Pull each line holding "derive" out of the entries below.

>>>>>

mod batch;
mod reload;
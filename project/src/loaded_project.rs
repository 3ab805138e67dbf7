//! One project, for one target framework, as it exists in the model.
//!
//! Each reload diffs the fresh [`ProjectFileInfo`] against the previous one,
//! collection by collection, and commits only the difference.

use std::collections::HashSet;
use std::hash::Hash;
use std::path::{Path, PathBuf};

use projsys_types::{DocumentFileInfo, ProjectFileInfo};

use crate::error::LoadError;
use crate::model::{
    ProjectChange, ProjectCreationInfo, ProjectId, ProjectModel, ProjectUpdateBatch,
};
use crate::restore::{self, RestoreCheck};
use crate::types::ProjectLoadingConfig;
use crate::watcher::WatchSubscription;

/// What one update did, for the per-project load event.
#[derive(Debug, Clone, Default, PartialEq, Eq)]
pub struct ProjectLoadTelemetry {
    pub first_load: bool,
    pub documents: usize,
    pub additional_documents: usize,
    pub dynamic_files: usize,
    pub metadata_references: usize,
    pub project_references: usize,
    pub package_references: usize,
    pub added: usize,
    pub removed: usize,
}

pub struct LoadedProject {
    id: ProjectId,
    name: String,
    file_path: PathBuf,
    target_framework: Option<String>,
    previous: Option<ProjectFileInfo>,
    watches: Vec<WatchSubscription>,
    disposed: bool,
}

impl LoadedProject {
    /// Create the (empty) project in `model`. Content arrives with the first
    /// [`update_with_new_project_info`](Self::update_with_new_project_info).
    pub fn create<M: ProjectModel + ?Sized>(model: &M, info: &ProjectFileInfo, name: String) -> Self {
        let id = model.create_project(ProjectCreationInfo {
            name: name.clone(),
            file_path: info.file_path.clone(),
            language: info.language.clone(),
            target_framework: info.target_framework.clone(),
        });
        Self {
            id,
            name,
            file_path: info.file_path.clone(),
            target_framework: info.target_framework.clone(),
            previous: None,
            watches: Vec::new(),
            disposed: false,
        }
    }

    #[must_use]
    pub fn id(&self) -> ProjectId {
        self.id
    }

    #[must_use]
    pub fn name(&self) -> &str {
        &self.name
    }

    #[must_use]
    pub fn file_path(&self) -> &Path {
        &self.file_path
    }

    #[must_use]
    pub fn target_framework(&self) -> Option<&str> {
        self.target_framework.as_deref()
    }

    /// The snapshot most recently applied.
    #[must_use]
    pub fn last_info(&self) -> Option<&ProjectFileInfo> {
        self.previous.as_ref()
    }

    /// Apply `new` as the project's current state.
    ///
    /// Fails without touching the model when `new` describes a different
    /// project or target framework.
    pub async fn update_with_new_project_info<M: ProjectModel + ?Sized>(
        &mut self,
        model: &M,
        config: &ProjectLoadingConfig,
        new: ProjectFileInfo,
    ) -> Result<(ProjectLoadTelemetry, RestoreCheck), LoadError> {
        if new.file_path != self.file_path || new.target_framework != self.target_framework {
            let err = LoadError::IdentityMismatch {
                expected_path: self.file_path.clone(),
                expected_tfm: self.target_framework.clone(),
                actual_path: new.file_path.clone(),
                actual_tfm: new.target_framework.clone(),
            };
            tracing::error!(project = %self.name, "{err}");
            return Err(err);
        }

        let empty = ProjectFileInfo::default();
        let previous = self.previous.as_ref().unwrap_or(&empty);
        let mut batch = ProjectUpdateBatch::begin(model, self.id);
        queue_changes(&mut batch, config, previous, &new);

        let changes = batch.changes();
        let telemetry = ProjectLoadTelemetry {
            first_load: self.previous.is_none(),
            documents: new.documents.len(),
            additional_documents: new.additional_documents.len(),
            dynamic_files: split_dynamic(config, &new.additional_documents).0.len(),
            metadata_references: new.metadata_references.len(),
            project_references: new.project_references.len(),
            package_references: new.package_references.len(),
            added: changes.iter().filter(|c| c.is_add()).count(),
            removed: changes.iter().filter(|c| c.is_remove()).count(),
        };
        batch.commit();

        let restore = restore::check_unresolved_dependencies(&new, self.previous.as_ref()).await;
        self.previous = Some(new);
        Ok((telemetry, restore))
    }

    /// Replace the file watches that keep this project fresh.
    pub fn replace_watches(&mut self, watches: Vec<WatchSubscription>) {
        self.watches = watches;
    }

    /// Remove the project from the model and drop its watches. Idempotent.
    pub fn dispose<M: ProjectModel + ?Sized>(&mut self, model: &M) {
        if self.disposed {
            return;
        }
        self.disposed = true;
        self.watches.clear();
        model.remove_project(self.id);
        tracing::debug!(project = %self.name, "loaded project disposed");
    }

    #[must_use]
    pub fn is_disposed(&self) -> bool {
        self.disposed
    }
}

fn queue_changes<M: ProjectModel + ?Sized>(
    batch: &mut ProjectUpdateBatch<'_, M>,
    config: &ProjectLoadingConfig,
    previous: &ProjectFileInfo,
    new: &ProjectFileInfo,
) {
    // Options first so documents land in a correctly configured project.
    if new.command_line_args != previous.command_line_args {
        batch.push(ProjectChange::SetCommandLineArgs(new.command_line_args.clone()));
    }
    if new.output_file_path != previous.output_file_path
        || new.output_ref_file_path != previous.output_ref_file_path
    {
        batch.push(ProjectChange::SetOutputPaths {
            output: new.output_file_path.clone(),
            output_ref: new.output_ref_file_path.clone(),
        });
    }

    let mut adds = Vec::new();
    let mut removes = Vec::new();

    diff(
        &previous.documents,
        &new.documents,
        doc_path,
        |d| adds.push(ProjectChange::AddDocument(d.clone())),
        |d| removes.push(ProjectChange::RemoveDocument(d.file_path.clone())),
    );

    let (prev_dynamic, prev_additional) = split_dynamic(config, &previous.additional_documents);
    let (new_dynamic, new_additional) = split_dynamic(config, &new.additional_documents);
    diff(
        &prev_additional,
        &new_additional,
        |d| doc_path(d),
        |d| adds.push(ProjectChange::AddAdditionalDocument((*d).clone())),
        |d| removes.push(ProjectChange::RemoveAdditionalDocument(d.file_path.clone())),
    );
    diff(
        &prev_dynamic,
        &new_dynamic,
        |d| doc_path(d),
        |d| adds.push(ProjectChange::AddDynamicFile(d.file_path.clone())),
        |d| removes.push(ProjectChange::RemoveDynamicFile(d.file_path.clone())),
    );

    diff(
        &previous.analyzer_config_documents,
        &new.analyzer_config_documents,
        doc_path,
        |d| adds.push(ProjectChange::AddAnalyzerConfigDocument(d.clone())),
        |d| removes.push(ProjectChange::RemoveAnalyzerConfigDocument(d.file_path.clone())),
    );
    diff(
        &previous.metadata_references,
        &new.metadata_references,
        |r| r,
        |r| adds.push(ProjectChange::AddMetadataReference(r.clone())),
        |r| removes.push(ProjectChange::RemoveMetadataReference(r.clone())),
    );
    diff(
        &previous.analyzer_references,
        &new.analyzer_references,
        PathBuf::as_path,
        |p| adds.push(ProjectChange::AddAnalyzerReference(p.clone())),
        |p| removes.push(ProjectChange::RemoveAnalyzerReference(p.clone())),
    );
    diff(
        &previous.project_references,
        &new.project_references,
        |r| r,
        |r| adds.push(ProjectChange::AddProjectReference(r.clone())),
        |r| removes.push(ProjectChange::RemoveProjectReference(r.clone())),
    );

    // Removals before additions, so a moved item never exists twice.
    for change in removes.into_iter().chain(adds) {
        batch.push(change);
    }
}

fn doc_path(doc: &DocumentFileInfo) -> &Path {
    &doc.file_path
}

/// Split additional documents into (dynamic files, plain additional documents).
fn split_dynamic<'a>(
    config: &ProjectLoadingConfig,
    docs: &'a [DocumentFileInfo],
) -> (Vec<&'a DocumentFileInfo>, Vec<&'a DocumentFileInfo>) {
    docs.iter().partition(|d| config.is_dynamic_file(&d.file_path))
}

/// Report items of `new` missing from `previous` to `add`, and items of
/// `previous` missing from `new` to `remove`. Items are matched by `key`.
fn diff<'a, T, K>(
    previous: &'a [T],
    new: &'a [T],
    key: impl Fn(&'a T) -> K,
    mut add: impl FnMut(&'a T),
    mut remove: impl FnMut(&'a T),
) where
    K: Eq + Hash + Copy,
{
    let mut remaining: HashSet<K> = previous.iter().map(&key).collect();
    let mut seen = HashSet::with_capacity(new.len());
    for item in new {
        let k = key(item);
        if !seen.insert(k) {
            continue;
        }
        if !remaining.remove(&k) {
            add(item);
        }
    }
    for item in previous {
        if remaining.remove(&key(item)) {
            remove(item);
        }
    }
}
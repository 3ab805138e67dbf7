use std::fmt;
use std::path::{Path, PathBuf};

use serde::{Deserialize, Serialize};

/// Severity of a diagnostic produced while evaluating a project.
#[derive(Debug, Clone, Copy, PartialEq, Eq, PartialOrd, Ord, Hash, Serialize, Deserialize)]
#[serde(rename_all = "lowercase")]
pub enum DiagnosticSeverity {
    Error,
    Warning,
    #[serde(alias = "info")]
    Information,
}

impl DiagnosticSeverity {
    #[must_use]
    pub fn is_error(self) -> bool {
        self == Self::Error
    }

    #[must_use]
    pub fn label(self) -> &'static str {
        match self {
            Self::Error => "error",
            Self::Warning => "warning",
            Self::Information => "info",
        }
    }
}

impl fmt::Display for DiagnosticSeverity {
    fn fmt(&self, f: &mut fmt::Formatter<'_>) -> fmt::Result {
        f.write_str(self.label())
    }
}

/// A single log item the build host reported for a project, or one the
/// load pipeline synthesized for a failed load.
#[derive(Debug, Clone, PartialEq, Eq, Serialize, Deserialize)]
#[serde(rename_all = "camelCase")]
pub struct DiagnosticLogItem {
    severity: DiagnosticSeverity,
    message: String,
    project_file_path: PathBuf,
}

impl DiagnosticLogItem {
    #[must_use]
    pub fn new(
        severity: DiagnosticSeverity,
        message: impl Into<String>,
        project_file_path: impl Into<PathBuf>,
    ) -> Self {
        Self {
            severity,
            message: message.into(),
            project_file_path: project_file_path.into(),
        }
    }

    #[must_use]
    pub fn error(message: impl Into<String>, project_file_path: impl Into<PathBuf>) -> Self {
        Self::new(DiagnosticSeverity::Error, message, project_file_path)
    }

    #[must_use]
    pub fn warning(message: impl Into<String>, project_file_path: impl Into<PathBuf>) -> Self {
        Self::new(DiagnosticSeverity::Warning, message, project_file_path)
    }

    #[must_use]
    pub fn severity(&self) -> DiagnosticSeverity {
        self.severity
    }

    #[must_use]
    pub fn message(&self) -> &str {
        &self.message
    }

    #[must_use]
    pub fn project_file_path(&self) -> &Path {
        &self.project_file_path
    }
}

impl fmt::Display for DiagnosticLogItem {
    fn fmt(&self, f: &mut fmt::Formatter<'_>) -> fmt::Result {
        write!(
            f,
            "{}: {}: {}",
            self.project_file_path.display(),
            self.severity,
            self.message
        )
    }
}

<<<<<

Exercise response:
#[derive(Debug, Clone, Default, PartialEq, Eq)]
#[derive(Debug, Clone, Copy, PartialEq, Eq, PartialOrd, Ord, Hash, Serialize, Deserialize)]
#[derive(Debug, Clone, PartialEq, Eq, Serialize, Deserialize)]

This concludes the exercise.